Beyond that, if you're interested in information design, interface design, layout, search and retrieval, or any of the other functional aspects of the information resource you're involved in creating, you need to understand XML and (in this case, especially) the applications that work with XML in order to know what's possible, what's not, what's been done and could be had for free, what's innovative and will cost money to accomplish but will be worth it, etc..

It's worth adding that you don't have to know how to deploy these tools, or design DTDs, in order to be able to make informed decisions about what's an intelligent use of your limited resources, when it comes to these projects—you just have to be genuinely and intellectually engaged, and you have to understand that the technical dimension and the intellectual dimension converge in information systems design.

What are the emerging changes in scholarly communication that make it important for practicing scholars, especially in the humanities, to join collaborative research teams, and regard technical as well as bibliographic knowledge as part of their arsenal of research tools?

Some of the things I've just been talking about make it necessary to collaborate: it's very difficult to teach yourself everything you need to know about information systems design, for example, if you are an English professor. I'm not even sure that with time and effort you can reach the point at which collaboration would be unnecessary. Information systems design is a discipline; so is the design of ontologies, which get expressed as DTDs or Schemas; so is the analysis of workflow and communication within scholarly publishing; so is cataloging and classification and the understanding of how a particular piece of content fits into that larger library (and preservation) context.

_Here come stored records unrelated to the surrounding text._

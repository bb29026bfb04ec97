//! Port traits — the hexagonal boundary between domain logic and the outside world.
//!
//! ```text
//!   Adapter ──▶ Port trait ──▶ CheckInService (domain)
//! ```
//!
//! Driven adapters (location sensor, stores, code verifier, clock, event
//! sinks) implement these traits.  The
//! [`CheckInService`](super::service::CheckInService) consumes them via
//! generics, so the domain core never touches devices, files or networks.
//!
//! ## Storage notes
//!
//! - **WorkspaceStore** implementations overwrite; there is no delete.
//! - **HistoryStore::append** MUST be atomic with respect to other
//!   appends on the same history: a concurrent writer may never cause a
//!   record to be lost.
//! - All port errors are typed — callers must handle every variant explicitly.

use chrono::{DateTime, Utc};

use crate::auth::AccessScope;
use crate::config::ServiceConfig;
use crate::geo::{GeoPoint, Workspace};
use crate::history::CheckInRecord;

// ───────────────────────────────────────────────────────────────
// Location port (driven adapter: device sensor → domain)
// ───────────────────────────────────────────────────────────────

/// Source of the device's current position.
pub trait LocationProvider {
    fn current_position(&mut self) -> Result<GeoPoint, LocationError>;
}

// ───────────────────────────────────────────────────────────────
// Store ports (driven adapter: domain ↔ persistence)
// ───────────────────────────────────────────────────────────────

/// Persists the single admin-configured workspace.
pub trait WorkspaceStore {
    /// `Ok(None)` when no workspace has been saved yet.
    fn load_workspace(&self) -> Result<Option<Workspace>, StorageError>;

    /// Overwrite the stored workspace.
    fn save_workspace(&mut self, workspace: &Workspace) -> Result<(), StorageError>;
}

/// Ordered check-in history, newest first.
pub trait HistoryStore {
    /// Atomically prepend one record.
    fn append(&mut self, record: CheckInRecord) -> Result<(), StorageError>;

    /// All records, newest first.
    fn list(&self) -> Result<Vec<CheckInRecord>, StorageError>;

    /// Remove every record.
    fn clear(&mut self) -> Result<(), StorageError>;
}

/// Namespaced key-value byte storage (local persistence).
///
/// Writes MUST be atomic per key — a reader never observes a partial
/// value.
pub trait StoragePort {
    /// Read a value, or [`StorageError::NotFound`].
    fn read(&self, namespace: &str, key: &str) -> Result<Vec<u8>, StorageError>;

    /// Write a value atomically.
    fn write(&mut self, namespace: &str, key: &str, data: &[u8]) -> Result<(), StorageError>;

    /// Delete a key.  Returns `Ok(())` even if the key didn't exist.
    fn delete(&mut self, namespace: &str, key: &str) -> Result<(), StorageError>;

    /// Check whether a key exists without reading it.
    fn exists(&self, namespace: &str, key: &str) -> bool;

    /// Read-modify-write of one key, atomic with respect to every other
    /// writer of the same store.  `apply` gets the current value (`None`
    /// if absent) and returns the replacement, or `None` to delete.
    ///
    /// The default is only atomic for a single owner; stores shared
    /// between handles or processes MUST override it.
    fn update<F>(&mut self, namespace: &str, key: &str, apply: F) -> Result<(), StorageError>
    where
        F: FnOnce(Option<Vec<u8>>) -> Result<Option<Vec<u8>>, StorageError>,
    {
        let current = match self.read(namespace, key) {
            Ok(bytes) => Some(bytes),
            Err(StorageError::NotFound) => None,
            Err(e) => return Err(e),
        };
        match apply(current)? {
            Some(bytes) => self.write(namespace, key, &bytes),
            None => self.delete(namespace, key),
        }
    }
}

/// Monotonic document revision used for conditional writes.
pub type Revision = u64;

/// A document body together with the revision it was read at.
#[derive(Debug, Clone, PartialEq, Eq)]
pub struct Revisioned {
    pub revision: Revision,
    pub body: Vec<u8>,
}

/// Remote document storage with optimistic concurrency.
pub trait DocumentStore {
    /// Current body and revision, or `None` if the document doesn't exist.
    fn fetch(&self, name: &str) -> Result<Option<Revisioned>, StorageError>;

    /// Replace the document if its revision still equals `expected`
    /// (`None` = must not exist yet).  Returns the new revision, or
    /// [`StorageError::Conflict`] when someone else wrote first.
    fn put(
        &mut self,
        name: &str,
        body: &[u8],
        expected: Option<Revision>,
    ) -> Result<Revision, StorageError>;
}

// ───────────────────────────────────────────────────────────────
// Access port (driven adapter: domain → code verification)
// ───────────────────────────────────────────────────────────────

/// Verifies a presented code for a scope.
pub trait AccessVerifier {
    fn verify(&mut self, scope: AccessScope, presented: &str) -> Result<(), AccessError>;
}

// ───────────────────────────────────────────────────────────────
// Clock port
// ───────────────────────────────────────────────────────────────

/// Wall-clock time for record timestamps.
pub trait Clock {
    fn now(&self) -> DateTime<Utc>;
}

// ───────────────────────────────────────────────────────────────
// Event sink port (driven adapter: domain → logging / telemetry)
// ───────────────────────────────────────────────────────────────

/// The domain emits structured [`AppEvent`](super::events::AppEvent)s
/// through this port.  Adapters decide where they go.
pub trait EventSink {
    fn emit(&mut self, event: &super::events::AppEvent);
}

// ───────────────────────────────────────────────────────────────
// Configuration port
// ───────────────────────────────────────────────────────────────

/// Loads and persists service configuration.
///
/// Implementations MUST validate before persisting and after loading,
/// rejecting bad values with [`ConfigError::ValidationFailed`] rather
/// than clamping them.
pub trait ConfigPort {
    fn load(&self) -> Result<ServiceConfig, ConfigError>;

    fn save(&self, config: &ServiceConfig) -> Result<(), ConfigError>;
}

// ───────────────────────────────────────────────────────────────
// Error types
// ───────────────────────────────────────────────────────────────

/// Errors from [`ConfigPort`] operations.
#[derive(Debug, Clone, Copy, PartialEq, Eq)]
pub enum ConfigError {
    /// No config file found.
    NotFound,
    /// Stored config failed deserialization.
    Corrupted,
    /// A config field failed validation.
    /// The `&'static str` describes which field and why.
    ValidationFailed(&'static str),
    /// Generic I/O error from the backend.
    IoError,
}

/// Errors from the store ports.
#[derive(Debug, Clone, Copy, PartialEq, Eq)]
pub enum StorageError {
    /// Requested key does not exist.
    NotFound,
    /// A conditional write lost to a concurrent writer.
    Conflict,
    /// Stored bytes failed to decode.
    Corrupted,
    /// Generic I/O error.
    IoError,
}

/// Errors from [`LocationProvider`].
#[derive(Debug, Clone, Copy, PartialEq, Eq)]
pub enum LocationError {
    /// The sensor did not produce a fix.
    Unavailable,
    /// The user or platform refused location access.
    PermissionDenied,
    /// The device has no location capability.
    Unsupported,
}

/// Errors from [`AccessVerifier`].
#[derive(Debug, Clone, Copy, PartialEq, Eq)]
pub enum AccessError {
    Denied,
    /// No key material could be drawn; codes cannot be checked.
    Unavailable,
    /// Too many attempts; retry later.
    RateLimited,
}

impl core::fmt::Display for ConfigError {
    fn fmt(&self, f: &mut core::fmt::Formatter<'_>) -> core::fmt::Result {
        match self {
            Self::NotFound => write!(f, "config not found"),
            Self::Corrupted => write!(f, "config corrupted"),
            Self::ValidationFailed(msg) => write!(f, "validation failed: {}", msg),
            Self::IoError => write!(f, "I/O error"),
        }
    }
}

impl core::fmt::Display for StorageError {
    fn fmt(&self, f: &mut core::fmt::Formatter<'_>) -> core::fmt::Result {
        match self {
            Self::NotFound => write!(f, "key not found"),
            Self::Conflict => write!(f, "revision conflict"),
            Self::Corrupted => write!(f, "stored data corrupted"),
            Self::IoError => write!(f, "I/O error"),
        }
    }
}

impl core::fmt::Display for LocationError {
    fn fmt(&self, f: &mut core::fmt::Formatter<'_>) -> core::fmt::Result {
        match self {
            Self::Unavailable => write!(f, "unable to retrieve your location"),
            Self::PermissionDenied => write!(f, "location permission denied"),
            Self::Unsupported => write!(f, "geolocation is not supported"),
        }
    }
}

impl core::fmt::Display for AccessError {
    fn fmt(&self, f: &mut core::fmt::Formatter<'_>) -> core::fmt::Result {
        match self {
            Self::Denied => write!(f, "incorrect code"),
            Self::Unavailable => write!(f, "code checks unavailable"),
            Self::RateLimited => write!(f, "too many attempts"),
        }
    }
}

Basically, we need collaboration because scholarly information has a life-cycle, and we generally only occupy one moment in that cycle, so we can't look after the qualities and dimensions of the data that will be important to others in the cycle unless we engage them in the process in some way—and if we're going to engage them, it's always best and cheapest and most effective to engage them early in the design and production of the resource: most of the cost of creating these things is people-money, and if we can avoid re-formatting, re-describing, re-implementing, then we are much better off in the long run. We can avoid these things, but to do so, we have to be aware of the issues, and we have to be willing to work with others from early on in the process of scholarship.

What is the impact on libraries of adherence to these kinds of metadata standards (institutional repositories, federated searching, etc)

At present, it's actually hard to say, I think. In one sense, there's Google and that gets people 99.9% of what they want from the internet, in quick and dirty search results. On the other hand, there's a whole lot of stuff in libraries and universities that's being prepared to a more exacting standard of description. This is probably appropriate, and my guess is that it mirrors what's happening in business. As with editing itself, and direct markup, I guess that the importance of adherence to metadata standards for humanities scholars is the access and reusability they achieve.

Why, most of all, do librarians need to know more about these approaches--not only from a reference standpoint, but also from a development standpoint (librarians as collaborators/educators in the research process...)

Ontology, ontology, ontology. Cataloging and classification. Usability. Interface design. Indexing services. Your own institutional position as (library) faculty members. Tremendous new opportunities to recast your relationship to the rest of campus, not only in humanities and social sciences, but everywhere.

"First, do no harm" (words that do not actually appear in the Hippocratic Oath): a principle to guide markup?

How much to mark up? When to stop? What's uncontroversial to denote? What's necessary to denote?